It's killer feature is that it sorts the branches lexicographically before deciding which branch to
run as first, second and so on. For what is this good for?

Imagine you have a comprehensive graph with two branches joining (lets call them "b1" and "b2")
and then splitting again in 55 branches.
You have 55 paths = 55 test cases at all. "b1" is easy to test, i.e. "read data from a file".
To test "b2" is a tedious work, i.e. "user has to type data in a external device" (and this task
can not done automated). Due the sort this library toggles "b1" for 54 test cases and "b2"
for 1 test case and you're done! I had such cases at my job - that is how this feature was born :-)

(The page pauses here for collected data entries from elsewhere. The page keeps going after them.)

//! Snapshot sync: track new wanted items, refresh known ones, archive finds.

use std::collections::HashMap;
use std::sync::Arc;

use anyhow::Result;
use chrono::{DateTime, Utc};
use tokio::sync::Mutex;

use super::Engine;
use crate::cooldown;
use crate::history::FindRecord;
use crate::model::{Item, ItemKey, ItemSnapshot, SearchKind};
use crate::upstream::Upstream;

/// Counts from syncing one instance.
#[derive(Debug, Clone, Copy, Default, PartialEq, Eq)]
pub struct SyncCounts {
    pub added: usize,
    /// Items that left both snapshots (searched or not).
    pub found: usize,
    /// The instance could not be fetched completely; no finds were inferred.
    pub failed: bool,
}

impl Engine {
    /// Pull both wanted snapshots for `up` and reconcile the item map.
    pub(super) async fn sync_instance(
        &self,
        up: &Arc<dyn Upstream>,
        now: DateTime<Utc>,
    ) -> Result<SyncCounts> {
        let instance = up.instance();
        let mut counts = SyncCounts::default();

        let missing = up.fetch_missing().await;
        let cutoff = up.fetch_cutoff_unmet().await;
        let complete = missing.is_ok() && cutoff.is_ok();

        let mut wanted: HashMap<ItemKey, (ItemSnapshot, SearchKind)> = HashMap::new();
        for (result, kind) in [(cutoff, SearchKind::Upgrade), (missing, SearchKind::Missing)] {
            match result {
                // Missing is inserted last so it wins over cutoff-unmet.
                Ok(snaps) => {
                    for snap in snaps {
                        let key = ItemKey::new(instance, snap.media_type, snap.external_id);
                        wanted.insert(key, (snap, kind));
                    }
                }
                Err(e) => {
                    tracing::warn!(
                        instance,
                        "fetch {} snapshot failed: {}",
                        kind.as_str(),
                        e
                    );
                    counts.failed = true;
                }
            }
        }

        for (key, (snap, kind)) in &wanted {
            match self.item_entry(key).await {
                Some(entry) => {
                    let mut item = entry.lock().await;
                    if item.refresh_from(snap, *kind) {
                        self.store.upsert_item(&item).await?;
                    }
                }
                None => {
                    let item = Item::from_snapshot(instance, snap, *kind, now);
                    self.store.upsert_item(&item).await?;
                    let mut map = self.items.write().await;
                    map.entry(key.clone())
                        .or_insert_with(|| Arc::new(Mutex::new(item)));
                    counts.added += 1;
                }
            }
        }

        if !complete {
            return Ok(counts);
        }

        let gone: Vec<(ItemKey, Arc<Mutex<Item>>)> = self
            .items
            .read()
            .await
            .iter()
            .filter(|(k, _)| k.instance == instance && !wanted.contains_key(*k))
            .map(|(k, v)| (k.clone(), v.clone()))
            .collect();
        for (key, entry) in gone {
            if self.archive_found(&key, &entry, now).await? {
                counts.found += 1;
            }
        }

        if counts.added > 0 || counts.found > 0 {
            tracing::info!(
                instance,
                "synced: {} wanted, {} new, {} found",
                wanted.len(),
                counts.added,
                counts.found
            );
        }
        Ok(counts)
    }

    /// Mark an item found and drop it from tracking. Items with a search in
    /// flight are left for the next sync.
    async fn archive_found(
        &self,
        key: &ItemKey,
        entry: &Arc<Mutex<Item>>,
        now: DateTime<Utc>,
    ) -> Result<bool> {
        let mut map = self.items.write().await;
        let mut item = entry.lock().await;
        if item.in_flight {
            return Ok(false);
        }

        let tier = self.cooldown.tier_of(&item, now);
        let attempts = item.attempt_count;
        let searched_at = item.last_searched_at;
        cooldown::mark_found(&mut item, now);

        if let Some(searched_at) = searched_at {
            let find = FindRecord {
                item: key.clone(),
                title: item.title.clone(),
                kind: item.search_kind,
                tier,
                searched_at,
                found_at: now,
                attempts,
            };
            self.store.record_find(&find, self.settings.finds_cap).await?;
            tracing::info!(item = %key, tier = %tier, "found after {} searches", attempts);
        }

        let cleared = self.escalation.lock().await.on_found(key);
        if !cleared.is_empty() {
            self.store.delete_interventions(&cleared).await?;
        }
        self.store.delete_item(key).await?;
        map.remove(key);
        Ok(true)
    }
}
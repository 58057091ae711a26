//! Queue issue kinds and message classification.

use std::fmt;

use serde::{Deserialize, Serialize};

/// Known problematic statuses of a queued download.
#[derive(Debug, Clone, Copy, PartialEq, Eq, Hash, PartialOrd, Ord, Serialize, Deserialize)]
#[serde(rename_all = "kebab-case")]
pub enum IssueKind {
    NoFilesFound,
    SampleOnly,
    NotAnUpgrade,
    UnknownMedia,
    InvalidEpisodeMapping,
    ImportFailed,
    DownloadFailed,
    PathInvalid,
}

/// Lowercase substrings that identify each kind in free-text status messages.
const PATTERNS: &[(IssueKind, &[&str])] = &[
    (IssueKind::NoFilesFound, &["no files found", "eligible for import"]),
    (IssueKind::SampleOnly, &["sample"]),
    (IssueKind::NotAnUpgrade, &["not an upgrade", "existing file"]),
    (IssueKind::UnknownMedia, &["unknown series", "unknown movie"]),
    (
        IssueKind::InvalidEpisodeMapping,
        &["unexpected", "invalid season", "invalid episode", "unable to identify"],
    ),
    (
        IssueKind::ImportFailed,
        &["import failed", "failed to import", "no audio", "audio track"],
    ),
    (IssueKind::DownloadFailed, &["download failed", "failed to download"]),
    (IssueKind::PathInvalid, &["path not valid", "path does not exist"]),
];

impl IssueKind {
    pub const ALL: [IssueKind; 8] = [
        IssueKind::NoFilesFound,
        IssueKind::SampleOnly,
        IssueKind::NotAnUpgrade,
        IssueKind::UnknownMedia,
        IssueKind::InvalidEpisodeMapping,
        IssueKind::ImportFailed,
        IssueKind::DownloadFailed,
        IssueKind::PathInvalid,
    ];

    pub fn as_str(self) -> &'static str {
        match self {
            IssueKind::NoFilesFound => "no-files-found",
            IssueKind::SampleOnly => "sample-only",
            IssueKind::NotAnUpgrade => "not-an-upgrade",
            IssueKind::UnknownMedia => "unknown-media",
            IssueKind::InvalidEpisodeMapping => "invalid-episode-mapping",
            IssueKind::ImportFailed => "import-failed",
            IssueKind::DownloadFailed => "download-failed",
            IssueKind::PathInvalid => "path-invalid",
        }
    }

    pub fn parse(s: &str) -> Option<Self> {
        Self::ALL.into_iter().find(|k| k.as_str() == s)
    }

    /// Kinds that always need a human: removing the download would not help.
    pub fn is_manual_only(self) -> bool {
        matches!(self, IssueKind::PathInvalid | IssueKind::NotAnUpgrade)
    }

    /// Classify status messages, in table order, without duplicates.
    pub fn from_messages<S: AsRef<str>>(messages: &[S]) -> Vec<IssueKind> {
        let text = messages
            .iter()
            .map(|m| m.as_ref().to_lowercase())
            .collect::<Vec<_>>()
            .join(" ");
        PATTERNS
            .iter()
            .filter(|(_, needles)| needles.iter().any(|n| text.contains(n)))
            .map(|(kind, _)| *kind)
            .collect()
    }
}

impl fmt::Display for IssueKind {
    fn fmt(&self, f: &mut fmt::Formatter<'_>) -> fmt::Result {
        f.write_str(self.as_str())
    }
}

This library provides C1 coverage. It's algorithm is very simple (kind of DFS) and well documented
with use-cases (in the folder "doc"). The simple algorithm is intended because 12 years of
experience showed to me that every more sophisticated algorithm would only allow to draw technically
wrong graphs filling libraries with "enterprise knowledge" which is not so complete. If the paths
you get from your graph doesn't are as expected please ride through the graph with a pen first.

In difficult cases use the algorithm provided in the folder "doc". The author uses a iterative
technique of drawing a piece of the graph, getting the paths from it, check these paths 
(Did I really draw what I mean?), correct mistakes if necessary, drawing another piece and so on.
This is recommended because mistakes are found as soon when made and finding them is not that hard.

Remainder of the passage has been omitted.